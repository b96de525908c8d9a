//! liveness, build info and operator diagnostics
use actix_web::{get, web, HttpResponse, Responder};
use common::data_structures::notification::ApprovedSenderSet;
use common::data_structures::{MessageType, SendPolicy};
use common::env::ServiceMode;
use common::error_code::{ApiCommonError, ApiError};
use serde::Serialize;
use serde_json::{json, Value};
use tracing::debug;

use crate::utils::respond::{gen_extra_respond, ApiRes};
use crate::utils::AppState;

#[get("/health")]
async fn health() -> impl Responder {
    HttpResponse::Ok().json(json!({"ok": true}))
}

#[get("/version")]
async fn version() -> impl Responder {
    gen_extra_respond::<Value>(Ok(json!({
        "name": env!("CARGO_PKG_NAME"),
        "version": env!("CARGO_PKG_VERSION"),
    })))
}

/// Effective settings without credentials.
#[derive(Serialize, Debug)]
pub struct PublicConfig {
    pub service_mode: ServiceMode,
    pub policy: SendPolicy,
    pub sender: String,
    pub admin_phone: String,
    pub skip_verification: bool,
    pub sender_allow_list: Vec<String>,
    pub approved_statuses: Vec<String>,
    pub message_type: Option<MessageType>,
    pub include_memo: bool,
    pub dev_echo: bool,
    pub solapi_base_url: String,
}

#[get("/config")]
async fn config(state: web::Data<AppState>) -> impl Responder {
    let conf = &state.conf;
    gen_extra_respond::<PublicConfig>(Ok(PublicConfig {
        service_mode: conf.service_mode,
        policy: conf.policy,
        sender: conf.sender.clone(),
        admin_phone: conf.admin_phone().to_string(),
        skip_verification: conf.skip_verification,
        sender_allow_list: conf.sender_allow_list.clone(),
        approved_statuses: conf.approved_statuses.clone(),
        message_type: conf.message_type,
        include_memo: conf.include_memo,
        dev_echo: conf.dev_echo_enabled(),
        solapi_base_url: conf.solapi.base_url.clone(),
    }))
}

#[derive(Serialize, Debug)]
pub struct SendersDump {
    pub status: u16,
    pub approved: Vec<String>,
    /// set when the body has no recognizable sender list
    #[serde(skip_serializing_if = "Option::is_none")]
    pub parse_error: Option<String>,
    pub raw: Value,
}

async fn senders_dump(state: &AppState) -> ApiRes<SendersDump> {
    let registry = state
        .gateway
        .sender_registry()
        .await
        .map_err(|err| ApiError::from(ApiCommonError::Upstream(err.to_string())))?;
    let (identities, parse_error) = match registry.identities() {
        Ok(identities) => (identities, None),
        Err(err) => (vec![], Some(err.to_string())),
    };
    let approved = ApprovedSenderSet::from_records(
        identities
            .iter()
            .map(|id| (id.number.as_str(), id.status.as_str())),
        &state.conf.approved_statuses,
    );
    debug!("{} sender records, {} approved", identities.len(), approved.len());
    Ok(SendersDump {
        status: registry.status,
        approved: approved.numbers().into_iter().map(str::to_string).collect(),
        parse_error,
        raw: registry.raw,
    })
}

#[get("/debug/senders")]
async fn debug_senders(state: web::Data<AppState>) -> impl Responder {
    if !state.conf.debug_routes {
        return HttpResponse::NotFound().finish();
    }
    gen_extra_respond(senders_dump(&state).await)
}

pub fn configure_routes(cfg: &mut web::ServiceConfig) {
    cfg.service(health)
        .service(version)
        .service(config)
        .service(debug_senders);
}

#[cfg(test)]
mod tests {
    use super::*;

    use crate::test_service_call;
    use crate::utils::api_test::{test_conf, MockGateway, DEFAULT_SENDER, RECIPIENT};
    use actix_web::dev::{ServiceFactory, ServiceRequest, ServiceResponse};
    use actix_web::http::header;
    use actix_web::{test, App, Error};
    use common::env::EnvConf;
    use gateway::{GatewayError, SmsGateway};
    use std::sync::Arc;

    fn init(
        conf: EnvConf,
        gateway: MockGateway,
    ) -> App<
        impl ServiceFactory<
            ServiceRequest,
            Config = (),
            Response = ServiceResponse,
            Error = Error,
            InitError = (),
        >,
    > {
        let gateway: Arc<dyn SmsGateway> = Arc::new(gateway);
        App::new()
            .app_data(web::Data::new(AppState::new(conf, gateway)))
            .configure(configure_routes)
    }

    #[actix_web::test]
    async fn test_health_and_version() {
        let service = test::init_service(init(
            test_conf(SendPolicy::FixedSender),
            MockGateway::with_approved(&[]),
        ))
        .await;

        let (status, res) = test_service_call!(service, "get", "/health", None::<String>);
        assert_eq!(status, 200);
        assert_eq!(res, json!({"ok": true}));

        let (status, res) = test_service_call!(service, "get", "/version", None::<String>);
        assert_eq!(status, 200);
        assert_eq!(res["name"], env!("CARGO_PKG_NAME"));
        assert_eq!(res["version"], env!("CARGO_PKG_VERSION"));
    }

    #[actix_web::test]
    async fn test_config_hides_credentials() {
        let service = test::init_service(init(
            test_conf(SendPolicy::FixedAdmin),
            MockGateway::with_approved(&[]),
        ))
        .await;

        let (status, res) = test_service_call!(service, "get", "/config", None::<String>);
        assert_eq!(status, 200);
        assert_eq!(res["policy"], "fixed_admin");
        assert_eq!(res["sender"], DEFAULT_SENDER);
        assert_eq!(res["admin_phone"], DEFAULT_SENDER);
        let text = res.to_string();
        assert!(!text.contains("secret"));
        assert!(!text.contains("api_key"));
    }

    #[actix_web::test]
    async fn test_debug_senders_hidden_by_default() {
        let service = test::init_service(init(
            test_conf(SendPolicy::FixedSender),
            MockGateway::with_approved(&[RECIPIENT]),
        ))
        .await;
        let (status, _) = test_service_call!(service, "get", "/debug/senders", None::<String>);
        assert_eq!(status, 404);
    }

    #[actix_web::test]
    async fn test_debug_senders() {
        let mut conf = test_conf(SendPolicy::FixedSender);
        conf.debug_routes = true;
        let service = test::init_service(init(
            conf,
            MockGateway::with_approved(&["+82 10 2222 3333"]),
        ))
        .await;
        let (status, res) = test_service_call!(service, "get", "/debug/senders", None::<String>);
        assert_eq!(status, 200);
        assert_eq!(res["status"], 200);
        assert!(res["approved"]
            .as_array()
            .unwrap()
            .contains(&json!(RECIPIENT)));
        assert_eq!(res["raw"]["data"][0]["status"], "APPROVED");
        assert!(res.get("parse_error").is_none());
    }

    #[actix_web::test]
    async fn test_debug_senders_unexpected_shape() {
        let mut conf = test_conf(SendPolicy::FixedSender);
        conf.debug_routes = true;
        let service = test::init_service(init(
            conf,
            MockGateway::with_registry(Ok(gateway::SenderRegistry {
                status: 200,
                raw: json!({"message": "unexpected"}),
            })),
        ))
        .await;
        let (status, res) = test_service_call!(service, "get", "/debug/senders", None::<String>);
        assert_eq!(status, 200);
        assert_eq!(res["approved"], json!([]));
        assert!(res["parse_error"].is_string());
        assert_eq!(res["raw"]["message"], "unexpected");
    }

    #[actix_web::test]
    async fn test_debug_senders_upstream_failure() {
        let mut conf = test_conf(SendPolicy::FixedSender);
        conf.debug_routes = true;
        let service = test::init_service(init(
            conf,
            MockGateway::with_registry(Err(GatewayError::Status {
                status: 401,
                body: "unauthorized".to_string(),
            })),
        ))
        .await;
        let (status, res) = test_service_call!(service, "get", "/debug/senders", None::<String>);
        assert_eq!(status, 500);
        assert_eq!(res["ok"], false);
        assert_eq!(res["error"], "upstream");
    }
}
//! shared types, configuration and helpers for the sms relay service
pub mod data_structures;
pub mod env;
pub mod error_code;
pub mod hash;
pub mod log;
pub mod utils;

#[macro_use]
extern crate lazy_static;
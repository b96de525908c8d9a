pub mod phone;
pub mod time;
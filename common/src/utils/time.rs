use chrono::prelude::*;

pub const SIGN_DATE_FORMAT: &str = "%Y-%m-%dT%H:%M:%SZ";

/// ISO-8601 UTC timestamp used when signing vendor requests.
pub fn sign_date() -> String {
    format_sign_date(&Utc::now())
}

pub fn format_sign_date(dt: &DateTime<Utc>) -> String {
    dt.format(SIGN_DATE_FORMAT).to_string()
}

pub fn now_millis() -> u64 {
    Local::now().timestamp_millis() as u64
}
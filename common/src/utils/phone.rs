//! digit stripping and korean locale normalization for phone fields

/// Korean mobile prefixes that may follow the "82" country code.
pub const KOR_MOBILE_PREFIXES: [&str; 6] = ["10", "11", "16", "17", "18", "19"];

const KOR_COUNTRY_CODE: &str = "82";

/// Drop every character that is not an ASCII digit.
///
/// `"+82 10-1234-5678"` -> `"821012345678"`
pub fn only_digits(input: &str) -> String {
    input.chars().filter(|c| c.is_ascii_digit()).collect()
}

/// Rewrite `82` + mobile prefix numbers to the local `0`-prefixed form.
///
/// Input is stripped to digits first, anything not carrying a recognized
/// mobile prefix after the country code passes through as digits.
pub fn normalize_kor(input: &str) -> String {
    let digits = only_digits(input);
    match digits.strip_prefix(KOR_COUNTRY_CODE) {
        Some(rest) if KOR_MOBILE_PREFIXES.iter().any(|p| rest.starts_with(p)) => {
            format!("0{}", rest)
        }
        _ => digits,
    }
}
use hmac::{Hmac, Mac};
use sha2::Sha256;

type HmacSha256 = Hmac<Sha256>;

/// Hex encoded HMAC-SHA256 of `data` keyed by `secret`.
pub fn hmac_sha256_hex(secret: &str, data: &str) -> String {
    let mut mac =
        HmacSha256::new_from_slice(secret.as_bytes()).expect("HMAC can take key of any size");
    mac.update(data.as_bytes());
    hex::encode(mac.finalize().into_bytes())
}
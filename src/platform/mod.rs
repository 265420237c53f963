//! Platform integration
//!
//! Hardware-backed implementations of the core traits. Only compiled with
//! the `embassy` feature; host builds use `MockTime`.

pub mod time;

pub use time::EmbassyTime;
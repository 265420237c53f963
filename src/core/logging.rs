//! Logging abstraction
//!
//! Provides unified logging macros that work across different targets:
//! - Embedded (`defmt` feature): Uses defmt
//! - Host tests: Uses println!
//! - Host non-test: No-op
//!
//! Arguments must be defmt-compatible (`&str`, integers, floats), so call
//! sites log `as_str()` names rather than `Display` values.

/// Log informational message
#[macro_export]
macro_rules! log_info {
    ($($arg:tt)*) => {{
        #[cfg(feature = "defmt")]
        ::defmt::info!($($arg)*);

        #[cfg(all(not(feature = "defmt"), test))]
        println!("[INFO] {}", format!($($arg)*));
    }};
}

/// Log warning message
#[macro_export]
macro_rules! log_warn {
    ($($arg:tt)*) => {{
        #[cfg(feature = "defmt")]
        ::defmt::warn!($($arg)*);

        #[cfg(all(not(feature = "defmt"), test))]
        println!("[WARN] {}", format!($($arg)*));
    }};
}

/// Log error message
#[macro_export]
macro_rules! log_error {
    ($($arg:tt)*) => {{
        #[cfg(feature = "defmt")]
        ::defmt::error!($($arg)*);

        #[cfg(all(not(feature = "defmt"), test))]
        eprintln!("[ERROR] {}", format!($($arg)*));
    }};
}

/// Log debug message
#[macro_export]
macro_rules! log_debug {
    ($($arg:tt)*) => {{
        #[cfg(feature = "defmt")]
        ::defmt::debug!($($arg)*);

        #[cfg(all(not(feature = "defmt"), test))]
        println!("[DEBUG] {}", format!($($arg)*));
    }};
}

/// Log trace message
#[macro_export]
macro_rules! log_trace {
    ($($arg:tt)*) => {{
        #[cfg(feature = "defmt")]
        ::defmt::trace!($($arg)*);

        #[cfg(all(not(feature = "defmt"), test))]
        println!("[TRACE] {}", format!($($arg)*));
    }};
}

#[cfg(test)]
mod tests {
    #[test]
    fn test_macros_accept_format_arguments() {
        let step: u8 = 3;
        crate::log_info!("step {}", step);
        crate::log_warn!("status {}", "failed");
        crate::log_error!("plain message");
        crate::log_debug!("count {} of {}", 1, 6);
        crate::log_trace!("trace");
    }
}
//! Core traits for platform-agnostic calibration logic.
//!
//! Trait definitions are pure and have no feature gates. Mock
//! implementations are always available for host testing; platform
//! implementations live in the application crate.

pub mod time;

pub use time::{MockTime, TimeSource};
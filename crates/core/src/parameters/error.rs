//! Parameter error types

/// Errors from parameter store operations
#[derive(Debug, Clone, Copy, PartialEq, Eq)]
pub enum ParameterError {
    /// Unknown parameter, or a name longer than `PARAM_NAME_LEN`
    InvalidConfig,
    /// Store is full
    StoreFull,
    /// Read-only parameter cannot be modified
    ReadOnly,
    /// No parameter slots for this accelerometer instance
    UnknownInstance(u8),
}

impl core::fmt::Display for ParameterError {
    fn fmt(&self, f: &mut core::fmt::Formatter<'_>) -> core::fmt::Result {
        match self {
            ParameterError::InvalidConfig => write!(f, "invalid parameter configuration"),
            ParameterError::StoreFull => write!(f, "parameter store full"),
            ParameterError::ReadOnly => write!(f, "parameter is read-only"),
            ParameterError::UnknownInstance(instance) => {
                write!(f, "no parameters for accelerometer {}", instance)
            }
        }
    }
}
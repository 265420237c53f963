//! Accelerometer calibration subsystem
//!
//! Owns the calibration session for the vehicle. MAVLink handlers queue
//! commands in [`commands`]; [`AccelCalRunner`] drains them from the
//! control loop and narrates progress over STATUSTEXT.

pub mod commands;
pub mod runner;

pub use runner::AccelCalRunner;
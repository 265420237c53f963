//! Interactive accelerometer calibration
//!
//! - [`AccelCalibrator`]: per-sensor sampling and fitting state machine
//! - [`AccelCalClient`]: contract for modules owning calibrators
//! - [`AccelCal`]: session orchestrator driving every registered calibrator
//!   as one barrier-synchronized session
//! - [`StatusReporter`]: sink for operator-facing status text

pub mod calibrator;
pub mod client;
pub mod command;
pub mod config;
pub mod correction;
pub mod error;
pub mod fit;
pub mod orchestrator;
pub mod position;
pub mod reporter;
pub mod status;

pub use calibrator::{AccelCalibrator, SampleOutcome};
pub use client::AccelCalClient;
pub use command::AccelCalCommand;
pub use config::{AccelCalConfig, GRAVITY_MSS, MAX_SAMPLES, MIN_SAMPLES};
pub use correction::AccelCorrection;
pub use error::{AccelCalError, CalibratorFailure, FitError};
pub use fit::{fit_offset_scale, FitReport};
pub use orchestrator::{AccelCal, SessionOutcome, MAX_CLIENTS};
pub use position::VehiclePosition;
pub use reporter::{Severity, StatusReporter};
pub use status::{aggregate_status, CalibrationStatus, StatusTally};
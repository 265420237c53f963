//! Parameter management types
//!
//! Calibration settings and persisted calibration results live in the
//! `ParameterStore`. Flash persistence is outside this crate.

pub mod accel_cal;
pub mod error;
pub mod ins;
pub mod storage;

pub use accel_cal::AccelCalParams;
pub use error::ParameterError;
pub use ins::{AccelCorrectionParams, MAX_ACCEL_INSTANCES};
pub use storage::{ParamFlags, ParamValue, ParameterStore};
pub use storage::{MAX_PARAMS, PARAM_NAME_LEN};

+ + + + + + +

### Your assignment
From the records above, retype only the lines starting at the line that contains "Interactive accelerometer calibration" and ending at the line that contains "pub mod storage;", both included.

### Your solution
//! Interactive accelerometer calibration
//!
//! - [`AccelCalibrator`]: per-sensor sampling and fitting state machine
//! - [`AccelCalClient`]: contract for modules owning calibrators
//! - [`AccelCal`]: session orchestrator driving every registered calibrator
//!   as one barrier-synchronized session
//! - [`StatusReporter`]: sink for operator-facing status text

pub mod calibrator;
pub mod client;
pub mod command;
pub mod config;
pub mod correction;
pub mod error;
pub mod fit;
pub mod orchestrator;
pub mod position;
pub mod reporter;
pub mod status;

pub use calibrator::{AccelCalibrator, SampleOutcome};
pub use client::AccelCalClient;
pub use command::AccelCalCommand;
pub use config::{AccelCalConfig, GRAVITY_MSS, MAX_SAMPLES, MIN_SAMPLES};
pub use correction::AccelCorrection;
pub use error::{AccelCalError, CalibratorFailure, FitError};
pub use fit::{fit_offset_scale, FitReport};
pub use orchestrator::{AccelCal, SessionOutcome, MAX_CLIENTS};
pub use position::VehiclePosition;
pub use reporter::{Severity, StatusReporter};
pub use status::{aggregate_status, CalibrationStatus, StatusTally};
repository 265420237c53f963
//! Parameter management types
//!
//! Calibration settings and persisted calibration results live in the
//! `ParameterStore`. Flash persistence is outside this crate.

pub mod accel_cal;
pub mod error;
pub mod ins;
pub mod storage;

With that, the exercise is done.